In Pepys’s famous words, James, Duke of Monmouth was ‘the most skittish, leaping gallant that ever I saw, always in action, vaulting, or leaping or clambering’. Reading Anna Keay’s biography of the adored illegitimate son of Charles II, this image of his energy appears paramount — as Monmouth seems to live his life at speed several times over before his death, by order of his uncle James II, at the age of 36, in a horribly botched execution on Tower Hill.
Born only months after the regicide of Charles I, he was the product of his father’s brief liaison with Lucy Walter, infamous for loose morals and for having reputedly planned to murder her maid by stabbing a large upholstery needle into her ear as she slept. A traumatic childhood was marked by his father’s repeated attempts to have him kidnapped. Charles eventually succeeded in having his son snatched from his mother’s care when Monmouth was seven, but not before the boy had been imprisoned in the Tower by the Cromwellian regime.
The Restoration brought with it a stunning reversal of fortune. Monmouth’s first London home had been above a barber’s shop in the Strand. Now he was allocated expensively decorated rooms at Whitehall, close to the new King’s private apartments. Titles and money were lavished on him. He married an heiress, though he was forever unable to live within his means. His charm and dark, mesmerising beauty made him an object of national and international fascination. When he cut his hair it caused a sensation in Paris. When he won a barefoot race, he ran a second and won that too. He was a natural crowd-pleaser and lapped up the applause.
Pepys thought him an idle wastrel and believed Monmouth would come to nothing. But his courageous conduct at the siege of Maastricht altered public perception of him, and his proud, doting father appointed him captain-general of the armed forces. In the political world he began to be perceived as a future Protestant deliverer from the threat of Catholic autocracy posed by the future James II. In the final, tragic phase of his life, Monmouth united with members of the Whig opposition determined to overthrow the principle of hereditary monarchy and exclude James from the succession. Monmouth would be replaced as the legitimate heir (a difficult proposition as it was highly unlikely that his parents were ever married).

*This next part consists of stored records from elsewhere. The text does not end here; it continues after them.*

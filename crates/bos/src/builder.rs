//! Value-tree construction interface used by the decoder.
//!
//! The walker in [`crate::parser`] knows the wire grammar but not what it is
//! building. It reports every decoded item to a [`ValueBuilder`], which owns
//! the representation. String and byte payloads are lent as slices of the
//! input buffer; builders copy whatever they keep.

use indexmap::IndexMap;

use crate::value::{to_data_uri, BosValue};

/// Receives decoded items and assembles them into nodes.
///
/// Constructors never fail. The decoder builds children before handing them
/// to their parent, so a failed decode drops every partially built node.
pub trait ValueBuilder {
    type Node;

    fn null(&mut self) -> Self::Node;

    fn bool(&mut self, value: bool) -> Self::Node;

    fn integer(&mut self, value: i64) -> Self::Node;

    /// Called for `UINT64` payloads. The default reinterprets the bits as
    /// `i64`, so values above `i64::MAX` come out negative.
    fn uinteger(&mut self, value: u64) -> Self::Node {
        self.integer(value as i64)
    }

    fn real(&mut self, value: f64) -> Self::Node;

    fn string(&mut self, value: &str) -> Self::Node;

    fn bytes(&mut self, value: &[u8]) -> Self::Node;

    /// Creates an empty array. `capacity` is a hint already capped by the
    /// bytes left in the buffer.
    fn array(&mut self, capacity: usize) -> Self::Node;

    fn array_append(&mut self, array: &mut Self::Node, element: Self::Node);

    /// Creates an empty object. `capacity` is capped like [`Self::array`].
    fn object(&mut self, capacity: usize) -> Self::Node;

    /// Stores `value` under `key`. A repeated key replaces the earlier value.
    fn object_set(&mut self, object: &mut Self::Node, key: &str, value: Self::Node);
}

/// Builds [`BosValue`] trees.
#[derive(Debug, Default, Clone, Copy)]
pub struct BosValueBuilder;

impl ValueBuilder for BosValueBuilder {
    type Node = BosValue;

    fn null(&mut self) -> BosValue {
        BosValue::Null
    }

    fn bool(&mut self, value: bool) -> BosValue {
        BosValue::Bool(value)
    }

    fn integer(&mut self, value: i64) -> BosValue {
        BosValue::Integer(value)
    }

    fn uinteger(&mut self, value: u64) -> BosValue {
        BosValue::from(value)
    }

    fn real(&mut self, value: f64) -> BosValue {
        BosValue::Float(value)
    }

    fn string(&mut self, value: &str) -> BosValue {
        BosValue::Str(value.to_owned())
    }

    fn bytes(&mut self, value: &[u8]) -> BosValue {
        BosValue::Bytes(value.to_vec())
    }

    fn array(&mut self, capacity: usize) -> BosValue {
        BosValue::Array(Vec::with_capacity(capacity))
    }

    fn array_append(&mut self, array: &mut BosValue, element: BosValue) {
        if let BosValue::Array(items) = array {
            items.push(element);
        }
    }

    fn object(&mut self, capacity: usize) -> BosValue {
        BosValue::Object(IndexMap::with_capacity(capacity))
    }

    fn object_set(&mut self, object: &mut BosValue, key: &str, value: BosValue) {
        if let BosValue::Object(map) = object {
            map.insert(key.to_owned(), value);
        }
    }
}

/// Builds `serde_json::Value` trees.
///
/// Bytes become `data:application/octet-stream;base64,` strings and
/// non-finite reals become `null`.
#[derive(Debug, Default, Clone, Copy)]
pub struct JsonBuilder;

impl ValueBuilder for JsonBuilder {
    type Node = serde_json::Value;

    fn null(&mut self) -> serde_json::Value {
        serde_json::Value::Null
    }

    fn bool(&mut self, value: bool) -> serde_json::Value {
        serde_json::Value::Bool(value)
    }

    fn integer(&mut self, value: i64) -> serde_json::Value {
        serde_json::Value::from(value)
    }

    fn uinteger(&mut self, value: u64) -> serde_json::Value {
        serde_json::Value::from(value)
    }

    fn real(&mut self, value: f64) -> serde_json::Value {
        serde_json::Number::from_f64(value)
            .map(serde_json::Value::Number)
            .unwrap_or(serde_json::Value::Null)
    }

    fn string(&mut self, value: &str) -> serde_json::Value {
        serde_json::Value::String(value.to_owned())
    }

    fn bytes(&mut self, value: &[u8]) -> serde_json::Value {
        serde_json::Value::String(to_data_uri(value))
    }

    fn array(&mut self, capacity: usize) -> serde_json::Value {
        serde_json::Value::Array(Vec::with_capacity(capacity))
    }

    fn array_append(&mut self, array: &mut serde_json::Value, element: serde_json::Value) {
        if let serde_json::Value::Array(items) = array {
            items.push(element);
        }
    }

    fn object(&mut self, capacity: usize) -> serde_json::Value {
        serde_json::Value::Object(serde_json::Map::with_capacity(capacity))
    }

    fn object_set(&mut self, object: &mut serde_json::Value, key: &str, value: serde_json::Value) {
        if let serde_json::Value::Object(map) = object {
            map.insert(key.to_owned(), value);
        }
    }
}

/// Builds nothing. Drives the walker in validation mode.
#[derive(Debug, Default, Clone, Copy)]
pub struct SkipBuilder;

impl ValueBuilder for SkipBuilder {
    type Node = ();

    fn null(&mut self) {}

    fn bool(&mut self, _value: bool) {}

    fn integer(&mut self, _value: i64) {}

    fn uinteger(&mut self, _value: u64) {}

    fn real(&mut self, _value: f64) {}

    fn string(&mut self, _value: &str) {}

    fn bytes(&mut self, _value: &[u8]) {}

    fn array(&mut self, _capacity: usize) {}

    fn array_append(&mut self, _array: &mut (), _element: ()) {}

    fn object(&mut self, _capacity: usize) {}

    fn object_set(&mut self, _object: &mut (), _key: &str, _value: ()) {}
}

#[cfg(test)]
mod tests {
    use super::*;
    use serde_json::json;

    /// Only implements the signed constructor, like older value libraries.
    struct SignedOnly;

    impl ValueBuilder for SignedOnly {
        type Node = i64;
        fn null(&mut self) -> i64 {
            0
        }
        fn bool(&mut self, value: bool) -> i64 {
            value as i64
        }
        fn integer(&mut self, value: i64) -> i64 {
            value
        }
        fn real(&mut self, value: f64) -> i64 {
            value as i64
        }
        fn string(&mut self, value: &str) -> i64 {
            value.len() as i64
        }
        fn bytes(&mut self, value: &[u8]) -> i64 {
            value.len() as i64
        }
        fn array(&mut self, _capacity: usize) -> i64 {
            0
        }
        fn array_append(&mut self, array: &mut i64, _element: i64) {
            *array += 1;
        }
        fn object(&mut self, _capacity: usize) -> i64 {
            0
        }
        fn object_set(&mut self, object: &mut i64, _key: &str, _value: i64) {
            *object += 1;
        }
    }

    #[test]
    fn default_uinteger_reinterprets_bits() {
        assert_eq!(SignedOnly.uinteger(u64::MAX), -1);
        assert_eq!(SignedOnly.uinteger(7), 7);
    }

    #[test]
    fn bos_builder_keeps_large_unsigned() {
        let mut b = BosValueBuilder;
        assert_eq!(b.uinteger(5), BosValue::Integer(5));
        assert_eq!(b.uinteger(u64::MAX), BosValue::UInteger(u64::MAX));
    }

    #[test]
    fn object_set_is_last_wins() {
        let mut b = BosValueBuilder;
        let mut obj = b.object(2);
        let one = b.integer(1);
        let two = b.integer(2);
        b.object_set(&mut obj, "k", one);
        b.object_set(&mut obj, "k", two);
        assert_eq!(obj.as_object().map(|m| m.len()), Some(1));
        assert_eq!(obj.get("k"), Some(&BosValue::Integer(2)));
    }

    #[test]
    fn json_builder_assembles_nested_nodes() {
        let mut b = JsonBuilder;
        let mut arr = b.array(3);
        let t = b.bool(true);
        let n = b.null();
        let blob = b.bytes(&[1, 1]);
        b.array_append(&mut arr, t);
        b.array_append(&mut arr, n);
        b.array_append(&mut arr, blob);
        let mut obj = b.object(1);
        b.object_set(&mut obj, "b", arr);
        assert_eq!(
            obj,
            json!({"b": [true, null, "data:application/octet-stream;base64,AQE="]})
        );
    }

    #[test]
    fn json_builder_maps_non_finite_to_null() {
        assert_eq!(JsonBuilder.real(f64::INFINITY), serde_json::Value::Null);
        assert_eq!(JsonBuilder.real(1.5), json!(1.5));
    }
}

Keay’s study of Monmouth, the first for many years, is meticulous in its attention to scholarly detail and invaluably fills a gap in the historiography. But what distinguishes her as a biographer is her unflagging appetite for the drama and poignancy of the story, and her skill and fluency in portraying it. I can’t remember the last time I read a historical biography that so vividly evokes the atmosphere of another age, whether it be the Caroline palaces of the era or the flat, watery darkness of the battlefield at Sedgemoor, England’s final field battle, where Monmouth made his last stand in 1685.
Keay knows that she is swim-ming against the current in proposing that Monmouth was both more principled and honourable than posterity has generally been inclined to see him, and there is no disguising the fact that her book is very much intended as a vindication. Occasionally she goes too far and turns weak-kneed in the face of Monmouth’s charms. She refuses, for instance, to acknowledge the stubborn vein of petulance that seems such a strong aspect of his character, and her arguments are by no means always as conclusive as she suggests (she lets Monmouth completely off the hook when it comes to the nasty attack on Sir John Coventry, who had his nose slit by Monmouth’s Life Guards).
There can be no doubt, though, that her overriding interpretation of Monmouth as a man of honour is correct. In the end it was his allegiance to this unspoken code that led him to press on with his invasion when the omens were far from auspicious. Keay’s description of the slaughter of the surviving rebels at Sedgemoor by James II’s forces is horrifyingly compelling, as is her account of Monmouth’s own last minutes. After five failed attempts to sever Monmouth’s head with the axe, the executioner Jack Ketch resorted to a knife to sever the remaining sinews of his neck. When he finally held up the head, ‘There was no shouting but many cried.’